Start of The data

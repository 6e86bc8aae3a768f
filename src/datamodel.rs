// Copyright 2026 The Datasmith Authors. All rights reserved.
// Use of this source code is governed by the Apache License,
// Version 2.0, that can be found in the LICENSE file.

//! The canonical, position-free representation of a configuration.
//!
//! Items are either entities (tables the generation backend will fill) or
//! process steps. Both carry ordered, typed attributes; steps additionally
//! carry transitions to other steps. Positions are never part of this
//! model: structural equality here is what the diff detector and the
//! history manager key off of.

use serde::{Deserialize, Serialize};
use serde_json::Value;

/// Opaque passthrough for document fields the engine does not interpret.
pub type ExtraFields = serde_json::Map<String, Value>;

#[derive(Copy, Clone, PartialEq, Eq, Debug, Hash)]
pub enum ItemKind {
    Entity,
    Step,
}

/// Which diagram an item is rendered on. Position storage is keyed per
/// diagram, so entity and step layouts never collide.
#[derive(Copy, Clone, PartialEq, Eq, Debug, Hash, PartialOrd, Ord)]
pub enum DiagramKind {
    Entities,
    Steps,
}

impl ItemKind {
    pub fn diagram(&self) -> DiagramKind {
        match self {
            ItemKind::Entity => DiagramKind::Entities,
            ItemKind::Step => DiagramKind::Steps,
        }
    }
}

impl DiagramKind {
    pub fn as_str(&self) -> &'static str {
        match self {
            DiagramKind::Entities => "entities",
            DiagramKind::Steps => "steps",
        }
    }
}

#[derive(Clone, PartialEq, Eq, Debug)]
pub enum DataType {
    Uuid,
    Integer,
    Float,
    Text,
    Boolean,
    Timestamp,
    /// Backend-specific types the engine passes through untouched.
    Custom(String),
}

impl DataType {
    pub fn as_str(&self) -> &str {
        match self {
            DataType::Uuid => "uuid",
            DataType::Integer => "integer",
            DataType::Float => "float",
            DataType::Text => "text",
            DataType::Boolean => "boolean",
            DataType::Timestamp => "timestamp",
            DataType::Custom(name) => name.as_str(),
        }
    }

    pub fn from_tag(tag: &str) -> DataType {
        match tag {
            "uuid" => DataType::Uuid,
            "integer" => DataType::Integer,
            "float" => DataType::Float,
            "text" => DataType::Text,
            "boolean" => DataType::Boolean,
            "timestamp" => DataType::Timestamp,
            other => DataType::Custom(other.to_string()),
        }
    }
}

#[derive(Clone, PartialEq, Debug, Serialize, Deserialize)]
#[serde(tag = "kind", rename_all = "snake_case")]
pub enum DistributionSpec {
    Uniform { min: f64, max: f64 },
    Normal { mean: f64, std_dev: f64 },
}

/// Value-generation strategy for an attribute, as a closed tagged union.
///
/// The document format keys these by an explicit `type` field; anything
/// unrecognized is rejected at the parse boundary rather than carried as an
/// open map downstream.
#[derive(Clone, PartialEq, Debug, Serialize, Deserialize)]
#[serde(tag = "type", rename_all = "snake_case")]
pub enum GeneratorSpec {
    Uuid,
    Sequence { start: i64, step: i64 },
    Constant { value: Value },
    Pattern { pattern: String },
    Distribution { spec: DistributionSpec },
}

/// A typed pointer from an attribute to another item, e.g. a foreign key
/// `consultant_id -> Consultant.id`.
#[derive(Clone, PartialEq, Eq, Debug)]
pub struct Reference {
    pub target_id: String,
    pub target_attribute: Option<String>,
}

impl Reference {
    pub fn to_item(target_id: &str) -> Reference {
        Reference {
            target_id: target_id.to_string(),
            target_attribute: None,
        }
    }
}

#[derive(Clone, PartialEq, Debug)]
pub struct Attribute {
    pub name: String,
    pub data_type: DataType,
    pub primary_key: bool,
    pub generator: Option<GeneratorSpec>,
    pub reference: Option<Reference>,
    pub extra: ExtraFields,
}

impl Attribute {
    pub fn new(name: &str, data_type: DataType) -> Attribute {
        Attribute {
            name: name.to_string(),
            data_type,
            primary_key: false,
            generator: None,
            reference: None,
            extra: ExtraFields::new(),
        }
    }
}

/// A single entity or step. `id` is stable: rename is an explicit operation
/// on the store, never a field mutation.
#[derive(Clone, PartialEq, Debug)]
pub struct CanonicalItem {
    pub id: String,
    pub kind: ItemKind,
    pub type_tag: String,
    pub attributes: Vec<Attribute>,
    /// Step transitions; always empty for entities.
    pub next_steps: Vec<String>,
    pub extra: ExtraFields,
}

impl CanonicalItem {
    pub fn new(id: &str, kind: ItemKind) -> CanonicalItem {
        CanonicalItem {
            id: id.to_string(),
            kind,
            type_tag: String::new(),
            attributes: Vec::new(),
            next_steps: Vec::new(),
            extra: ExtraFields::new(),
        }
    }

    pub fn get_attribute(&self, name: &str) -> Option<&Attribute> {
        self.attributes.iter().find(|attr| attr.name == name)
    }

    pub fn get_attribute_mut(&mut self, name: &str) -> Option<&mut Attribute> {
        self.attributes.iter_mut().find(|attr| attr.name == name)
    }

    pub fn primary_key(&self) -> Option<&Attribute> {
        self.attributes.iter().find(|attr| attr.primary_key)
    }

    /// All ids this item points at, through attribute references and
    /// step transitions.
    pub fn referenced_ids(&self) -> impl Iterator<Item = &str> {
        self.attributes
            .iter()
            .filter_map(|attr| attr.reference.as_ref().map(|r| r.target_id.as_str()))
            .chain(self.next_steps.iter().map(|s| s.as_str()))
    }

    /// Attribute names must be unique within an item; the parse boundary
    /// and the store both enforce this.
    pub fn check_attribute_names(&self) -> crate::common::Result<()> {
        for (i, attr) in self.attributes.iter().enumerate() {
            if self.attributes[..i].iter().any(|a| a.name == attr.name) {
                return crate::model_err!(
                    DuplicateAttribute,
                    format!("{}.{}", self.id, attr.name)
                );
            }
        }
        Ok(())
    }
}

pub fn get_item<'a>(items: &'a [CanonicalItem], id: &str) -> Option<&'a CanonicalItem> {
    items.iter().find(|item| item.id == id)
}

pub fn get_item_mut<'a>(items: &'a mut [CanonicalItem], id: &str) -> Option<&'a mut CanonicalItem> {
    items.iter_mut().find(|item| item.id == id)
}

/// Structural equality for diffing: id-keyed, position-free, and
/// insensitive to `next_steps` ordering (transition order carries no
/// meaning in the document).
pub fn structurally_equal(a: &CanonicalItem, b: &CanonicalItem) -> bool {
    if a.id != b.id
        || a.kind != b.kind
        || a.type_tag != b.type_tag
        || a.attributes != b.attributes
        || a.extra != b.extra
    {
        return false;
    }

    if a.next_steps.len() != b.next_steps.len() {
        return false;
    }
    let mut a_steps: Vec<&str> = a.next_steps.iter().map(|s| s.as_str()).collect();
    let mut b_steps: Vec<&str> = b.next_steps.iter().map(|s| s.as_str()).collect();
    a_steps.sort_unstable();
    b_steps.sort_unstable();
    a_steps == b_steps
}
// Copyright 2026 The Datasmith Authors. All rights reserved.
// Use of this source code is governed by the Apache License,
// Version 2.0, that can be found in the LICENSE file.

//! Snapshot-based undo/redo over the canonical items and their positions.
//!
//! Linear history: `past` holds pre-mutation snapshots, `future` holds
//! undone states, and any committed mutation after an undo clears `future`.
//! Snapshots are immutable once pushed.

use crate::datamodel::CanonicalItem;
use crate::positions::PositionMap;

#[derive(Clone, PartialEq, Debug)]
pub struct HistorySnapshot {
    pub items: Vec<CanonicalItem>,
    pub positions: PositionMap,
    pub label: String,
}

#[derive(Copy, Clone, PartialEq, Eq, Debug)]
pub enum HistoryState {
    Clean,
    DirtyPendingCommit,
}

pub struct History {
    past: Vec<HistorySnapshot>,
    future: Vec<HistorySnapshot>,
    /// Pre-state captured at the first mutation of a dirty window, pushed
    /// to `past` on commit.
    pending: Option<HistorySnapshot>,
    limit: usize,
}

impl History {
    pub fn new(limit: usize) -> History {
        History {
            past: Vec::new(),
            future: Vec::new(),
            pending: None,
            limit,
        }
    }

    pub fn state(&self) -> HistoryState {
        if self.pending.is_some() {
            HistoryState::DirtyPendingCommit
        } else {
            HistoryState::Clean
        }
    }

    pub fn can_undo(&self) -> bool {
        self.pending.is_some() || !self.past.is_empty()
    }

    pub fn can_redo(&self) -> bool {
        !self.future.is_empty()
    }

    /// Mark the start of a dirty window. Only the first call in a window
    /// captures the pre-state; later mutations coalesce into it.
    pub fn begin(&mut self, pre_state: HistorySnapshot) {
        if self.pending.is_none() {
            self.pending = Some(pre_state);
        }
    }

    /// Commit the pending dirty window: push the captured pre-state onto
    /// `past` and clear `future`.
    pub fn commit(&mut self) {
        if let Some(snapshot) = self.pending.take() {
            self.push_past(snapshot);
            self.future.clear();
        }
    }

    /// Record a single committed mutation: begin + commit in one step.
    pub fn record(&mut self, pre_state: HistorySnapshot) {
        self.begin(pre_state);
        self.commit();
    }

    /// Pop the most recent past state, pushing `current` onto `future`.
    /// An uncommitted dirty window is committed first so it isn't lost.
    pub fn undo(&mut self, current: HistorySnapshot) -> Option<HistorySnapshot> {
        self.commit();
        let restored = self.past.pop()?;
        self.future.push(current);
        Some(restored)
    }

    pub fn redo(&mut self, current: HistorySnapshot) -> Option<HistorySnapshot> {
        let restored = self.future.pop()?;
        self.past.push(current);
        Some(restored)
    }

    pub fn clear(&mut self) {
        self.past.clear();
        self.future.clear();
        self.pending = None;
    }

    fn push_past(&mut self, snapshot: HistorySnapshot) {
        if self.past.len() >= self.limit {
            self.past.remove(0);
        }
        self.past.push(snapshot);
    }
}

End of The data

_Exercise goal_:
The answer must consist of every line above that contains the word "Value".

_Problem solution_:
use serde_json::Value;
pub type ExtraFields = serde_json::Map<String, Value>;
/// Value-generation strategy for an attribute, as a closed tagged union.
    Constant { value: Value },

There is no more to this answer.